Even though they still haven’t seen the light of day in draft form, much less been joined by any assessments, the evolving “common core” standards project of the National Governors Association (NGA) and Council of Chief State School Officers (CCSSO) is already being laden with heavier and heavier burdens. This is enormously risky and, frankly, hubristic, since nobody yet has any idea whether these standards will be solid, whether the tests supposed to be aligned with them will be up to the challenge, or whether the “passing scores” on those tests will be high or low, much less how this entire apparatus will be sustained over the long haul. Moreover, every reader of ed-blogs and EdWeek knows that the main reason the long-promised public draft of the K-12 standards is going to be at least two months later than originally intended is because big internal fights are raging over what should be in those standards—and how long and user-friendly they should be. Will they include whole number arithmetic? Advanced algebra? Actual literature? Quality literature? And more.

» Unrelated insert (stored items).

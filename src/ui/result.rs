use ratatui::{
    prelude::*,
    widgets::{Block, Borders, Padding, Paragraph},
};

use crate::app::{App, QuizSession, percentage, result_message};

use super::render_controls;

const QUESTION_PREVIEW_LENGTH: usize = 45;

pub fn render(frame: &mut Frame, area: Rect, app: &App) {
    let Some(session) = app.session() else {
        return;
    };

    let chunks = Layout::vertical([
        Constraint::Length(6),
        Constraint::Fill(1),
        Constraint::Length(1),
    ])
    .margin(1)
    .split(area);

    let body = Layout::horizontal([Constraint::Percentage(50), Constraint::Percentage(50)])
        .split(chunks[1]);

    render_score_summary(frame, chunks[0], app, session);
    render_question_breakdown(frame, body[0], session, app.result_scroll());
    render_leaderboard(frame, body[1], app);
    render_controls(frame, chunks[2], "j/k skrol  ·  r ulang  ·  h menu utama  ·  q keluar");
}

fn get_grade_color(percentage: u32) -> Color {
    match percentage {
        90..=100 => Color::Green,
        70..=89 => Color::Cyan,
        50..=69 => Color::Yellow,
        _ => Color::Red,
    }
}

fn render_score_summary(frame: &mut Frame, area: Rect, app: &App, session: &QuizSession) {
    let score = session.score();
    let total = session.total();
    let percentage = percentage(score, total);

    let content = vec![
        Line::from(Span::styled(
            "KEPUTUSAN",
            Style::default().fg(Color::Cyan).bold(),
        )),
        Line::from(Span::styled(
            format!("{} · Tahun {}", app.name(), app.grade().map_or(0, |g| g.value())),
            Style::default().fg(Color::DarkGray),
        )),
        Line::from(""),
        Line::from(Span::styled(
            format!("{} / {}  ({}%)", score, total, percentage),
            Style::default().fg(get_grade_color(percentage)).bold(),
        )),
        Line::from(result_message(percentage).fg(Color::White)),
    ];

    let widget = Paragraph::new(content).alignment(Alignment::Center).block(
        Block::default()
            .borders(Borders::BOTTOM)
            .border_style(Color::DarkGray),
    );
    frame.render_widget(widget, area);
}

fn render_question_breakdown(frame: &mut Frame, area: Rect, session: &QuizSession, scroll: usize) {
    let lines: Vec<Line> = session
        .answers()
        .iter()
        .zip(session.questions().iter())
        .enumerate()
        .map(|(index, (answer, question))| {
            let is_correct = answer.is_some_and(|a| question.is_correct(a));
            let (symbol, color) = if is_correct {
                ("+", Color::Green)
            } else {
                ("-", Color::Red)
            };

            Line::from(vec![
                Span::styled(format!(" {} ", symbol), Style::default().fg(color)),
                Span::styled(
                    format!("{:2}. ", index + 1),
                    Style::default().fg(Color::DarkGray),
                ),
                Span::styled(
                    truncate_question(&question.question_text),
                    Style::default().fg(Color::Gray),
                ),
            ])
        })
        .collect();

    let widget = Paragraph::new(lines)
        .block(Block::default().padding(Padding::horizontal(1)))
        .scroll((u16::try_from(scroll).unwrap_or(u16::MAX), 0));
    frame.render_widget(widget, area);
}

fn render_leaderboard(frame: &mut Frame, area: Rect, app: &App) {
    let title = format!(
        " Papan Pendahulu · {} ",
        app.topic().map(|t| t.title()).unwrap_or_default()
    );

    let lines: Vec<Line> = if app.leaderboard().is_empty() {
        vec![Line::from("Belum ada rekod.".fg(Color::DarkGray))]
    } else {
        app.leaderboard()
            .iter()
            .enumerate()
            .map(|(index, record)| {
                let is_you = app.saved_id() == Some(record.id.as_str());
                let style = if is_you {
                    Style::default().fg(Color::Yellow).bold()
                } else {
                    Style::default().fg(Color::Gray)
                };

                Line::from(vec![
                    Span::styled(format!("{:2}. ", index + 1), Style::default().fg(Color::DarkGray)),
                    Span::styled(format!("{:<16} ", record.name), style),
                    Span::styled(
                        format!("{:>3}/{:<3} {:>3}% ", record.score, record.total_questions, record.percentage()),
                        style,
                    ),
                    Span::styled(record.difficulty.label(), Style::default().fg(Color::DarkGray)),
                ])
            })
            .collect()
    };

    let widget = Paragraph::new(lines).block(
        Block::default()
            .title(title)
            .borders(Borders::LEFT)
            .border_style(Color::DarkGray)
            .padding(Padding::horizontal(1)),
    );
    frame.render_widget(widget, area);
}

fn truncate_question(text: &str) -> String {
    let char_count = text.chars().count();
    if char_count > QUESTION_PREVIEW_LENGTH {
        let truncated: String = text.chars().take(QUESTION_PREVIEW_LENGTH).collect();
        format!("{}...", truncated)
    } else {
        text.to_string()
    }
}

Everyone knows the early drafts have been the object of much discord. How confident can we be that what will emerge from these tussles and dust-ups will be coherent, complete and sufficiently demanding without being overwrought? If this national standards endeavor were a new drug for fighting swine flu or breast cancer, the FDA would subject it to rigorous long-term “field trials” to determine both its safety and its efficacy before releasing it for widespread use. Yet the Education Department, the White House, the Gates Foundation, the National Center on Education and the Economy and plenty of other parties are sounding and acting as if these standards and assessments had already proven themselves. The high command at Gates seems to assume that all of American K-12 education is going to be reconfigured around them. Secretary Duncan asserts that only states pledging their troth to the Common Core State Standards Initiative (CCSSI) should be eligible for Race to the Top funding. Yesterday, the President declared that future Title I funding for a state should hinge on whether it has embraced the new standards and assessments. And more.
A little humility would seem to us to be in order. If these standards and assessments end up representing a huge improvement over those in use in most states today, then much that’s good may reasonably follow from their installation and use. But what if they don’t? And even if they do, what about those (few) states that have done a creditable job on their own and for which CCSSI may represent either a lateral move or a step backward? In any case, would it not be prudent to appraise their safety and efficacy before demanding that they become the center of America’s new education universe?